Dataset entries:
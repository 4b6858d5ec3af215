//! Writes racing on a WAL file database through a multi-connection pool.

mod helpers;

use std::collections::HashSet;
use std::sync::Arc;

use banner_keeper::adapters::sqlite::SqliteBannerRepository;
use banner_keeper::{BannerAdminService, BannerKey, BannerPatch, NewBanner};
use helpers::database::{row_count, setup_file_db};

const POOL_SIZE: u32 = 8;

fn admin_over(pool: sqlx::SqlitePool) -> Arc<BannerAdminService> {
    Arc::new(BannerAdminService::new(Arc::new(SqliteBannerRepository::new(pool))))
}

#[tokio::test(flavor = "multi_thread", worker_threads = 4)]
async fn test_concurrent_updates_all_commit() {
    let (_dir, pool) = setup_file_db(POOL_SIZE).await;
    let admin = admin_over(pool.clone());

    let mut ids = Vec::new();
    for feature_id in 0..8 {
        let created = admin
            .create_banner(NewBanner::new(feature_id, [1], "r0"))
            .await
            .expect("failed to create banner");
        ids.push(created.id);
    }

    let mut handles = Vec::new();
    for n in 0..160 {
        let admin = admin.clone();
        let id = ids[n % ids.len()];
        handles.push(tokio::spawn(async move {
            admin.update_banner(id, BannerPatch::new().content(format!("r{n}"))).await
        }));
    }

    let mut failures = Vec::new();
    for handle in handles {
        if let Err(err) = handle.await.expect("update task panicked") {
            failures.push(err.to_string());
        }
    }
    assert!(failures.is_empty(), "updates failed: {failures:?}");

    for (slot, feature_id) in (0..8).enumerate() {
        let found = admin.get_banner(BannerKey::new(feature_id, 1), None).await.unwrap();
        let written: HashSet<String> = (0..160).filter(|n| n % 8 == slot).map(|n| format!("r{n}")).collect();
        assert!(written.contains(&found.content), "unexpected content {}", found.content);
    }

    pool.close().await;
}

#[tokio::test(flavor = "multi_thread", worker_threads = 4)]
async fn test_concurrent_retargets_keep_associations_consistent() {
    let (_dir, pool) = setup_file_db(POOL_SIZE).await;
    let admin = admin_over(pool.clone());
    let created = admin.create_banner(NewBanner::new(1, [1, 2], "c")).await.unwrap();
    let id = created.id;

    let mut handles = Vec::new();
    for n in 0..32_i64 {
        let admin = admin.clone();
        handles.push(tokio::spawn(async move {
            let patch = BannerPatch::new().feature_id(100 + n % 4).tag_ids([n % 3 + 1, 10]);
            admin.update_banner(id, patch).await
        }));
    }
    for handle in handles {
        handle.await.expect("update task panicked").expect("update failed");
    }

    let (feature_id,): (i64,) = sqlx::query_as("SELECT feature_id FROM banner WHERE id = ?")
        .bind(created.id)
        .fetch_one(&pool)
        .await
        .unwrap();
    let found = admin.get_banner(BannerKey::new(feature_id, 10), None).await.unwrap();
    assert_eq!(found.id, created.id);
    assert_eq!(found.tag_ids.len(), 2);

    let (stale,): (i64,) = sqlx::query_as("SELECT COUNT(*) FROM banner_feature_tags WHERE feature_id <> ?")
        .bind(feature_id)
        .fetch_one(&pool)
        .await
        .unwrap();
    assert_eq!(stale, 0);
    assert_eq!(row_count(&pool, "banner_feature_tags").await, 2);

    pool.close().await;
}

#[tokio::test(flavor = "multi_thread", worker_threads = 4)]
async fn test_concurrent_claims_have_one_winner() {
    let (_dir, pool) = setup_file_db(POOL_SIZE).await;
    let admin = admin_over(pool.clone());

    let mut handles = Vec::new();
    for n in 0..8 {
        let admin = admin.clone();
        handles.push(tokio::spawn(async move {
            admin.create_banner(NewBanner::new(5, [9], format!("c{n}"))).await
        }));
    }

    let mut winners = 0;
    for handle in handles {
        match handle.await.expect("create task panicked") {
            Ok(_) => winners += 1,
            Err(err) => assert!(err.is_conflict(), "expected conflict, got {err}"),
        }
    }

    assert_eq!(winners, 1);
    assert_eq!(row_count(&pool, "banner").await, 1);
    assert_eq!(row_count(&pool, "banner_feature_tags").await, 1);

    pool.close().await;
}
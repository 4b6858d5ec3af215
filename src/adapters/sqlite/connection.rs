//! SQLite database connection pool management.

use sqlx::sqlite::{SqliteConnectOptions, SqliteJournalMode, SqlitePoolOptions, SqliteSynchronous};
use sqlx::SqlitePool;
use std::path::Path;
use std::str::FromStr;
use std::time::Duration;
use thiserror::Error;

use crate::domain::models::DatabaseConfig;

#[derive(Debug, Error)]
pub enum ConnectionError {
    #[error("Failed to create pool: {0}")]
    PoolCreationFailed(#[source] sqlx::Error),
    #[error("Invalid database URL: {0}")]
    InvalidDatabaseUrl(String),
    #[error("Failed to create directory: {0}")]
    DirectoryCreationFailed(#[source] std::io::Error),
    #[error("Connection failed: {0}")]
    ConnectionFailed(#[source] sqlx::Error),
}

#[derive(Debug, Clone)]
pub struct PoolConfig {
    pub max_connections: u32,
    pub min_connections: u32,
    pub acquire_timeout: Duration,
}

impl Default for PoolConfig {
    fn default() -> Self {
        Self {
            max_connections: 5,
            min_connections: 1,
            acquire_timeout: Duration::from_secs(3),
        }
    }
}

impl From<&DatabaseConfig> for PoolConfig {
    fn from(config: &DatabaseConfig) -> Self {
        Self {
            max_connections: config.max_connections,
            acquire_timeout: Duration::from_secs(config.acquire_timeout_secs),
            ..Self::default()
        }
    }
}

pub async fn create_pool(database_url: &str, config: Option<PoolConfig>) -> Result<SqlitePool, ConnectionError> {
    let config = config.unwrap_or_default();
    ensure_database_directory(database_url)?;

    let connect_options = SqliteConnectOptions::from_str(database_url)
        .map_err(|_| ConnectionError::InvalidDatabaseUrl(database_url.to_string()))?
        .create_if_missing(true)
        .journal_mode(SqliteJournalMode::Wal)
        .synchronous(SqliteSynchronous::Normal)
        .foreign_keys(true)
        .busy_timeout(Duration::from_secs(30));

    let pool = SqlitePoolOptions::new()
        .max_connections(config.max_connections)
        .min_connections(config.min_connections.min(config.max_connections))
        .acquire_timeout(config.acquire_timeout)
        .connect_with(connect_options)
        .await
        .map_err(ConnectionError::PoolCreationFailed)?;

    Ok(pool)
}

/// In-memory pool for tests.
///
/// A single connection that is never recycled, so the database lives as long as
/// the pool does.
pub async fn create_test_pool() -> Result<SqlitePool, ConnectionError> {
    let connect_options = SqliteConnectOptions::from_str("sqlite::memory:")
        .map_err(|_| ConnectionError::InvalidDatabaseUrl("sqlite::memory:".to_string()))?
        .foreign_keys(true);

    SqlitePoolOptions::new()
        .max_connections(1)
        .min_connections(1)
        .idle_timeout(None)
        .max_lifetime(None)
        .connect_with(connect_options)
        .await
        .map_err(ConnectionError::PoolCreationFailed)
}

fn ensure_database_directory(database_url: &str) -> Result<(), ConnectionError> {
    let path = database_url
        .strip_prefix("sqlite://")
        .or_else(|| database_url.strip_prefix("sqlite:"))
        .unwrap_or(database_url);
    let path = path.split('?').next().unwrap_or(path);

    if path == ":memory:" || path.is_empty() {
        return Ok(());
    }

    let path = Path::new(path);
    if let Some(parent) = path.parent() {
        if !parent.as_os_str().is_empty() && !parent.exists() {
            std::fs::create_dir_all(parent).map_err(ConnectionError::DirectoryCreationFailed)?;
        }
    }
    Ok(())
}

pub async fn verify_connection(pool: &SqlitePool) -> Result<(), ConnectionError> {
    sqlx::query("SELECT 1").fetch_one(pool).await.map_err(ConnectionError::ConnectionFailed)?;
    Ok(())
}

■ **PROBLEM DETAILS**
Would you transcribe the data above exactly as it stands?

■ **SOLVED PROBLEM**
repository 4b6858d5ec3af215
//! Writes racing on a WAL file database through a multi-connection pool.

mod helpers;

use std::collections::HashSet;
use std::sync::Arc;

use banner_keeper::adapters::sqlite::SqliteBannerRepository;
use banner_keeper::{BannerAdminService, BannerKey, BannerPatch, NewBanner};
use helpers::database::{row_count, setup_file_db};

const POOL_SIZE: u32 = 8;

fn admin_over(pool: sqlx::SqlitePool) -> Arc<BannerAdminService> {
    Arc::new(BannerAdminService::new(Arc::new(SqliteBannerRepository::new(pool))))
}

#[tokio::test(flavor = "multi_thread", worker_threads = 4)]
async fn test_concurrent_updates_all_commit() {
    let (_dir, pool) = setup_file_db(POOL_SIZE).await;
    let admin = admin_over(pool.clone());

    let mut ids = Vec::new();
    for feature_id in 0..8 {
        let created = admin
            .create_banner(NewBanner::new(feature_id, [1], "r0"))
            .await
            .expect("failed to create banner");
        ids.push(created.id);
    }

    let mut handles = Vec::new();
    for n in 0..160 {
        let admin = admin.clone();
        let id = ids[n % ids.len()];
        handles.push(tokio::spawn(async move {
            admin.update_banner(id, BannerPatch::new().content(format!("r{n}"))).await
        }));
    }

    let mut failures = Vec::new();
    for handle in handles {
        if let Err(err) = handle.await.expect("update task panicked") {
            failures.push(err.to_string());
        }
    }
    assert!(failures.is_empty(), "updates failed: {failures:?}");

    for (slot, feature_id) in (0..8).enumerate() {
        let found = admin.get_banner(BannerKey::new(feature_id, 1), None).await.unwrap();
        let written: HashSet<String> = (0..160).filter(|n| n % 8 == slot).map(|n| format!("r{n}")).collect();
        assert!(written.contains(&found.content), "unexpected content {}", found.content);
    }

    pool.close().await;
}

#[tokio::test(flavor = "multi_thread", worker_threads = 4)]
async fn test_concurrent_retargets_keep_associations_consistent() {
    let (_dir, pool) = setup_file_db(POOL_SIZE).await;
    let admin = admin_over(pool.clone());
    let created = admin.create_banner(NewBanner::new(1, [1, 2], "c")).await.unwrap();
    let id = created.id;

    let mut handles = Vec::new();
    for n in 0..32_i64 {
        let admin = admin.clone();
        handles.push(tokio::spawn(async move {
            let patch = BannerPatch::new().feature_id(100 + n % 4).tag_ids([n % 3 + 1, 10]);
            admin.update_banner(id, patch).await
        }));
    }
    for handle in handles {
        handle.await.expect("update task panicked").expect("update failed");
    }

    let (feature_id,): (i64,) = sqlx::query_as("SELECT feature_id FROM banner WHERE id = ?")
        .bind(created.id)
        .fetch_one(&pool)
        .await
        .unwrap();
    let found = admin.get_banner(BannerKey::new(feature_id, 10), None).await.unwrap();
    assert_eq!(found.id, created.id);
    assert_eq!(found.tag_ids.len(), 2);

    let (stale,): (i64,) = sqlx::query_as("SELECT COUNT(*) FROM banner_feature_tags WHERE feature_id <> ?")
        .bind(feature_id)
        .fetch_one(&pool)
        .await
        .unwrap();
    assert_eq!(stale, 0);
    assert_eq!(row_count(&pool, "banner_feature_tags").await, 2);

    pool.close().await;
}

#[tokio::test(flavor = "multi_thread", worker_threads = 4)]
async fn test_concurrent_claims_have_one_winner() {
    let (_dir, pool) = setup_file_db(POOL_SIZE).await;
    let admin = admin_over(pool.clone());

    let mut handles = Vec::new();
    for n in 0..8 {
        let admin = admin.clone();
        handles.push(tokio::spawn(async move {
            admin.create_banner(NewBanner::new(5, [9], format!("c{n}"))).await
        }));
    }

    let mut winners = 0;
    for handle in handles {
        match handle.await.expect("create task panicked") {
            Ok(_) => winners += 1,
            Err(err) => assert!(err.is_conflict(), "expected conflict, got {err}"),
        }
    }

    assert_eq!(winners, 1);
    assert_eq!(row_count(&pool, "banner").await, 1);
    assert_eq!(row_count(&pool, "banner_feature_tags").await, 1);

    pool.close().await;
}
repository 4b6858d5ec3af215
filename src/adapters/sqlite/connection.rs
//! SQLite database connection pool management.

use sqlx::sqlite::{SqliteConnectOptions, SqliteJournalMode, SqlitePoolOptions, SqliteSynchronous};
use sqlx::SqlitePool;
use std::path::Path;
use std::str::FromStr;
use std::time::Duration;
use thiserror::Error;

use crate::domain::models::DatabaseConfig;

#[derive(Debug, Error)]
pub enum ConnectionError {
    #[error("Failed to create pool: {0}")]
    PoolCreationFailed(#[source] sqlx::Error),
    #[error("Invalid database URL: {0}")]
    InvalidDatabaseUrl(String),
    #[error("Failed to create directory: {0}")]
    DirectoryCreationFailed(#[source] std::io::Error),
    #[error("Connection failed: {0}")]
    ConnectionFailed(#[source] sqlx::Error),
}

#[derive(Debug, Clone)]
pub struct PoolConfig {
    pub max_connections: u32,
    pub min_connections: u32,
    pub acquire_timeout: Duration,
}

impl Default for PoolConfig {
    fn default() -> Self {
        Self {
            max_connections: 5,
            min_connections: 1,
            acquire_timeout: Duration::from_secs(3),
        }
    }
}

impl From<&DatabaseConfig> for PoolConfig {
    fn from(config: &DatabaseConfig) -> Self {
        Self {
            max_connections: config.max_connections,
            acquire_timeout: Duration::from_secs(config.acquire_timeout_secs),
            ..Self::default()
        }
    }
}

pub async fn create_pool(database_url: &str, config: Option<PoolConfig>) -> Result<SqlitePool, ConnectionError> {
    let config = config.unwrap_or_default();
    ensure_database_directory(database_url)?;

    let connect_options = SqliteConnectOptions::from_str(database_url)
        .map_err(|_| ConnectionError::InvalidDatabaseUrl(database_url.to_string()))?
        .create_if_missing(true)
        .journal_mode(SqliteJournalMode::Wal)
        .synchronous(SqliteSynchronous::Normal)
        .foreign_keys(true)
        .busy_timeout(Duration::from_secs(30));

    let pool = SqlitePoolOptions::new()
        .max_connections(config.max_connections)
        .min_connections(config.min_connections.min(config.max_connections))
        .acquire_timeout(config.acquire_timeout)
        .connect_with(connect_options)
        .await
        .map_err(ConnectionError::PoolCreationFailed)?;

    Ok(pool)
}

/// In-memory pool for tests.
///
/// A single connection that is never recycled, so the database lives as long as
/// the pool does.
pub async fn create_test_pool() -> Result<SqlitePool, ConnectionError> {
    let connect_options = SqliteConnectOptions::from_str("sqlite::memory:")
        .map_err(|_| ConnectionError::InvalidDatabaseUrl("sqlite::memory:".to_string()))?
        .foreign_keys(true);

    SqlitePoolOptions::new()
        .max_connections(1)
        .min_connections(1)
        .idle_timeout(None)
        .max_lifetime(None)
        .connect_with(connect_options)
        .await
        .map_err(ConnectionError::PoolCreationFailed)
}

fn ensure_database_directory(database_url: &str) -> Result<(), ConnectionError> {
    let path = database_url
        .strip_prefix("sqlite://")
        .or_else(|| database_url.strip_prefix("sqlite:"))
        .unwrap_or(database_url);
    let path = path.split('?').next().unwrap_or(path);

    if path == ":memory:" || path.is_empty() {
        return Ok(());
    }

    let path = Path::new(path);
    if let Some(parent) = path.parent() {
        if !parent.as_os_str().is_empty() && !parent.exists() {
            std::fs::create_dir_all(parent).map_err(ConnectionError::DirectoryCreationFailed)?;
        }
    }
    Ok(())
}

pub async fn verify_connection(pool: &SqlitePool) -> Result<(), ConnectionError> {
    sqlx::query("SELECT 1").fetch_one(pool).await.map_err(ConnectionError::ConnectionFailed)?;
    Ok(())
}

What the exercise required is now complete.